Exercise objective:
Would you please copy each line of the listing that mentions "RwLock"?

++++ Records supplied

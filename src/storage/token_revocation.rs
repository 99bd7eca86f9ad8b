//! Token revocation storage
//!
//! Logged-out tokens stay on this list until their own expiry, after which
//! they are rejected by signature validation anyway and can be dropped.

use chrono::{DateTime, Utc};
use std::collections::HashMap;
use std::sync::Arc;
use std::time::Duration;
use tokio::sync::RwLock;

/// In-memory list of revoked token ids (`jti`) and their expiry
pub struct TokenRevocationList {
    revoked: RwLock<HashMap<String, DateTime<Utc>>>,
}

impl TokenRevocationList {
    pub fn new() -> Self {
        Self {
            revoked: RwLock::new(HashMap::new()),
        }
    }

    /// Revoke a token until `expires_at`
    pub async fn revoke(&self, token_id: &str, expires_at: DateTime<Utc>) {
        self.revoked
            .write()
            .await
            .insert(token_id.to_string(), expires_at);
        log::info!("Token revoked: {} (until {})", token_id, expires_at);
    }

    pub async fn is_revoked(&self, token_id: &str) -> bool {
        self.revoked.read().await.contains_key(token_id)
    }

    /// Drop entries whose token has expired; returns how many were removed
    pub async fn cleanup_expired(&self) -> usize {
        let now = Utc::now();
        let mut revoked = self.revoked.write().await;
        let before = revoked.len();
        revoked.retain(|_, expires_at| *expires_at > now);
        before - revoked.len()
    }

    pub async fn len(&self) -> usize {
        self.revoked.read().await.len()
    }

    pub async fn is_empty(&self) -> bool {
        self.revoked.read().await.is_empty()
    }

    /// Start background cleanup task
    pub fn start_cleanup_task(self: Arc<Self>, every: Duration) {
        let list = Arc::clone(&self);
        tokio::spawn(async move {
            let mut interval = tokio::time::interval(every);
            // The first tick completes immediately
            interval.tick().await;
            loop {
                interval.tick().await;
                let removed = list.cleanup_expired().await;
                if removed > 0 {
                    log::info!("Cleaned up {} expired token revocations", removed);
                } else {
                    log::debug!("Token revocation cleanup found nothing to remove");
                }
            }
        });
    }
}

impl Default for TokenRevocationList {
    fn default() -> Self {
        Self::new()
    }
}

++++++++
++++ Records supplied

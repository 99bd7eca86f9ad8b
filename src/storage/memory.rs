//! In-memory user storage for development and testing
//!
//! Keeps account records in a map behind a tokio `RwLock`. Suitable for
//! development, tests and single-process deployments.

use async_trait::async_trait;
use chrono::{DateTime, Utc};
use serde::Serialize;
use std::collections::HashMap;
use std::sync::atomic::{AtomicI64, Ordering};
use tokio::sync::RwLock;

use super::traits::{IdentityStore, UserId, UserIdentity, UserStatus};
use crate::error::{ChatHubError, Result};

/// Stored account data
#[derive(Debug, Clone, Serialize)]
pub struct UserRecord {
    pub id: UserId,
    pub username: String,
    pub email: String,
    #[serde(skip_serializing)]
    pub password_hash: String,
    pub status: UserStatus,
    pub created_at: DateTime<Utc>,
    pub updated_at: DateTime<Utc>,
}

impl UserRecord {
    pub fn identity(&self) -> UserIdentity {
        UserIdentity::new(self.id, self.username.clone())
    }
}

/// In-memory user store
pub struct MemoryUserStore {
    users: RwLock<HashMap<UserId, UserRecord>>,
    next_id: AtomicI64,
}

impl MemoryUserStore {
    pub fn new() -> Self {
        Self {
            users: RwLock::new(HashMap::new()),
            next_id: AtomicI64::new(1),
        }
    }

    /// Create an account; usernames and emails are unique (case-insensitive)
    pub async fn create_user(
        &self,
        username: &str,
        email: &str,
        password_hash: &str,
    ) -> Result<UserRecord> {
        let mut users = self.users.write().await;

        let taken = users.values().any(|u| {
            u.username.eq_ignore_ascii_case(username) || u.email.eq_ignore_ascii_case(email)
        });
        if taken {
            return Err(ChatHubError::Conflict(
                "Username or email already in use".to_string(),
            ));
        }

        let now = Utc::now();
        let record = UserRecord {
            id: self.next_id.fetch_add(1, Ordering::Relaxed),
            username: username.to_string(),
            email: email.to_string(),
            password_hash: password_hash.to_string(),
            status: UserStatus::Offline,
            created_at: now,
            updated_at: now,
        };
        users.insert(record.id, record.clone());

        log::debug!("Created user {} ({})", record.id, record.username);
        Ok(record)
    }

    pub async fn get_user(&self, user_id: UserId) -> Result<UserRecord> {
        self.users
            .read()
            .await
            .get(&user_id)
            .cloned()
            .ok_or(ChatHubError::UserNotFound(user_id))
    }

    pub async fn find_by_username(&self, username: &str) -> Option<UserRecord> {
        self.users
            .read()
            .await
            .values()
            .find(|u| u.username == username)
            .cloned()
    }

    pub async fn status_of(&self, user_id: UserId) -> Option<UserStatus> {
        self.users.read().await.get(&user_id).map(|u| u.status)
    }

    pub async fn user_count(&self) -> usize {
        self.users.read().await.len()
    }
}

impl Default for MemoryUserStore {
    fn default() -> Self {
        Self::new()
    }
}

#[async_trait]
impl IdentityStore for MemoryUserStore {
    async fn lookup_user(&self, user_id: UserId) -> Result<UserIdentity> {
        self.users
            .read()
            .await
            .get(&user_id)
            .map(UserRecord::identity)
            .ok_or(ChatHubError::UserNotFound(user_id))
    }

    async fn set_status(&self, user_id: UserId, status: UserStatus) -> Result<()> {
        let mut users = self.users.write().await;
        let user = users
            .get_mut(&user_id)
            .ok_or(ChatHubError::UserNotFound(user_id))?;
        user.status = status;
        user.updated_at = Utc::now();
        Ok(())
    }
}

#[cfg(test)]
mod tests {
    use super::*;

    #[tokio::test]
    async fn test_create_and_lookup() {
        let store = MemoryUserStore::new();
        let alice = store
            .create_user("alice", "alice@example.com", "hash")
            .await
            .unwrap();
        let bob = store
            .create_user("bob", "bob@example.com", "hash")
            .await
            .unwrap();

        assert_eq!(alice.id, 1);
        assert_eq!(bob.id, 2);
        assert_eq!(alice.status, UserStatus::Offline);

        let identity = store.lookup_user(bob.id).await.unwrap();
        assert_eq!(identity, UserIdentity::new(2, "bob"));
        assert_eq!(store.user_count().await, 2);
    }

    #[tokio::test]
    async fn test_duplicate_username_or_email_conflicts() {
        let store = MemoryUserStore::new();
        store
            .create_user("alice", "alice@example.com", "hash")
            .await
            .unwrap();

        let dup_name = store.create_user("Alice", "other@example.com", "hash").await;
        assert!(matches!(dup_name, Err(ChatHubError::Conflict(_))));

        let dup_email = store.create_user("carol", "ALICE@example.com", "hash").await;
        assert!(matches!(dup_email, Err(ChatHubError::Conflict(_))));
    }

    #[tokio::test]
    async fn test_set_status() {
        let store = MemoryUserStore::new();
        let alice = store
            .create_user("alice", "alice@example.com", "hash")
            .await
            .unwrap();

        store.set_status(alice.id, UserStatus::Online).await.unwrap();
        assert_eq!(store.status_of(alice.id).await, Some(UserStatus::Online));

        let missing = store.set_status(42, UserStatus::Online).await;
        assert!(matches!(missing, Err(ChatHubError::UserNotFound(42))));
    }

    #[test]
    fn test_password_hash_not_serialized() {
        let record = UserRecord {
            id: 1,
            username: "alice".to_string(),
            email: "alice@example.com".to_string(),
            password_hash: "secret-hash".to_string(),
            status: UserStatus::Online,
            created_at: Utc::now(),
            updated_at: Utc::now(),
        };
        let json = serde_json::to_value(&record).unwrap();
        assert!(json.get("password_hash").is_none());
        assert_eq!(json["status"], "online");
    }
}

++++++++

Answer for this exercise:
use tokio::sync::RwLock;
    revoked: RwLock<HashMap<String, DateTime<Utc>>>,
            revoked: RwLock::new(HashMap::new()),
//! Keeps account records in a map behind a tokio `RwLock`. Suitable for
use tokio::sync::RwLock;
    users: RwLock<HashMap<UserId, UserRecord>>,
            users: RwLock::new(HashMap::new()),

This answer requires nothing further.